GG: Both, honestly. This is our third album that we are working together on. Everybody knows one another very well. Of course, with the 10 songs, we recorded already, but he has a lot of good ideas. There were a lot of words about the guitars and vocals. Sometimes we try a lot, other times we throw it away, yet other times we end up using them. It’s been very good working together.

AG: Before we go in to record, we think about what the sound will be like. Maybe it will be like this or like that. Once we have an idea about the process, it makes things easier.

Gerre, what were your favorite memories from that TV show you had with Konrad “Bobby” Schottkowski, the old drummer of Sodom?
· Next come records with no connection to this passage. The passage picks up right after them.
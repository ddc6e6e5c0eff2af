//! Text keys for matching and for letter grouping.
//!
//! Matching keys strip diacritics but keep letters that are distinct in their
//! own alphabet (`ø`, `æ`, `ł`) apart, so "Færøerne" never equals "Faroerne".
//! Grouping keys additionally fold those letters onto a Latin base letter so
//! every candidate lands in one of the A-Z buckets.

use unicode_normalization::char::is_combining_mark;
use unicode_normalization::UnicodeNormalization;

/// Matching key: trimmed, lowercased, NFD with combining marks removed, `ß` as `ss`.
pub fn normalize(text: &str) -> String {
    let mut out = String::with_capacity(text.len());
    for c in text.trim().to_lowercase().nfd() {
        if is_combining_mark(c) {
            continue;
        }
        match c {
            'ß' => out.push_str("ss"),
            _ => out.push(c),
        }
    }
    out
}

fn fold_base_letter(c: char) -> char {
    match c {
        'ø' => 'o',
        'œ' => 'o',
        'æ' => 'a',
        'ł' => 'l',
        'đ' | 'ð' => 'd',
        'þ' => 't',
        'ı' => 'i',
        other => other,
    }
}

/// Matching key with locale base letters folded; only for bucketing.
pub fn grouping_fold(text: &str) -> String {
    normalize(text).chars().map(fold_base_letter).collect()
}

/// Uppercased first letter of the grouping fold, `None` for blank text.
pub fn group_key(text: &str) -> Option<String> {
    grouping_fold(text)
        .chars()
        .find(|c| !c.is_whitespace())
        .map(|c| c.to_uppercase().collect())
}

#[cfg(test)]
mod tests {
    use super::{group_key, grouping_fold, normalize};

    #[test]
    fn normalize_strips_case_space_and_accents() {
        assert_eq!(normalize("  Côte d'Ivoire "), "cote d'ivoire");
        assert_eq!(normalize("ÖSTERREICH"), "osterreich");
        assert_eq!(normalize("São Tomé"), "sao tome");
        assert_eq!(normalize(""), "");
        assert_eq!(normalize("   "), "");
    }

    #[test]
    fn normalize_expands_sharp_s() {
        assert_eq!(normalize("Weißrussland"), "weissrussland");
    }

    #[test]
    fn normalize_keeps_distinct_letters_distinct() {
        assert_eq!(normalize("Færøerne"), "færøerne");
        assert_ne!(normalize("Færøerne"), normalize("Faeroerne"));
    }

    #[test]
    fn grouping_fold_maps_base_letters() {
        assert_eq!(grouping_fold("Øresund"), "oresund");
        assert_eq!(grouping_fold("Łódź"), "lodz");
    }

    #[test]
    fn group_key_merges_umlauts_into_base_letter() {
        assert_eq!(group_key("Österreich").as_deref(), Some("O"));
        assert_eq!(group_key("oman").as_deref(), Some("O"));
        assert_eq!(group_key("Ägypten").as_deref(), Some("A"));
        assert_eq!(group_key("Ü").as_deref(), Some("U"));
        assert_eq!(group_key("  "), None);
    }
}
GG: I am a very honest guy. I watched that bullshit every morning. It’s called “Sturm Der Liebe,” the biggest telenovela in Germany! Germans’ pickets tell a noble. It was totally nonsense. To wake up in the morning and watch several channels, one day I said that to the Rock Hard magazine. The guy whose girlfriend was working for that, and the connection began. We had a really great time. We did three scenes, smoked a little bit, and it was one of the biggest days of my life.

AG: Bobby is not only the ex-drummer of Sodom. Now he drums for the NWOBHM band Tank. There are two Tanks.

Whom are you most excited about when it comes to the newer metal bands all over the world?

GG: There is a very big scene, and I lost control over all the names. I know of Lost Society, the thrash metal band from Finland. We have so many metal bands and metal festivals in Germany. Maybe Tankard, we are still here. Hopefully we can come back to the United States.

Final Words?

GG: Thanks a lot for the amazing support today. It was a great pleasure for us to play at the Maryland Deathfest. We really appreciate it, we would love to come back. Thrash metal will never die. Cheers!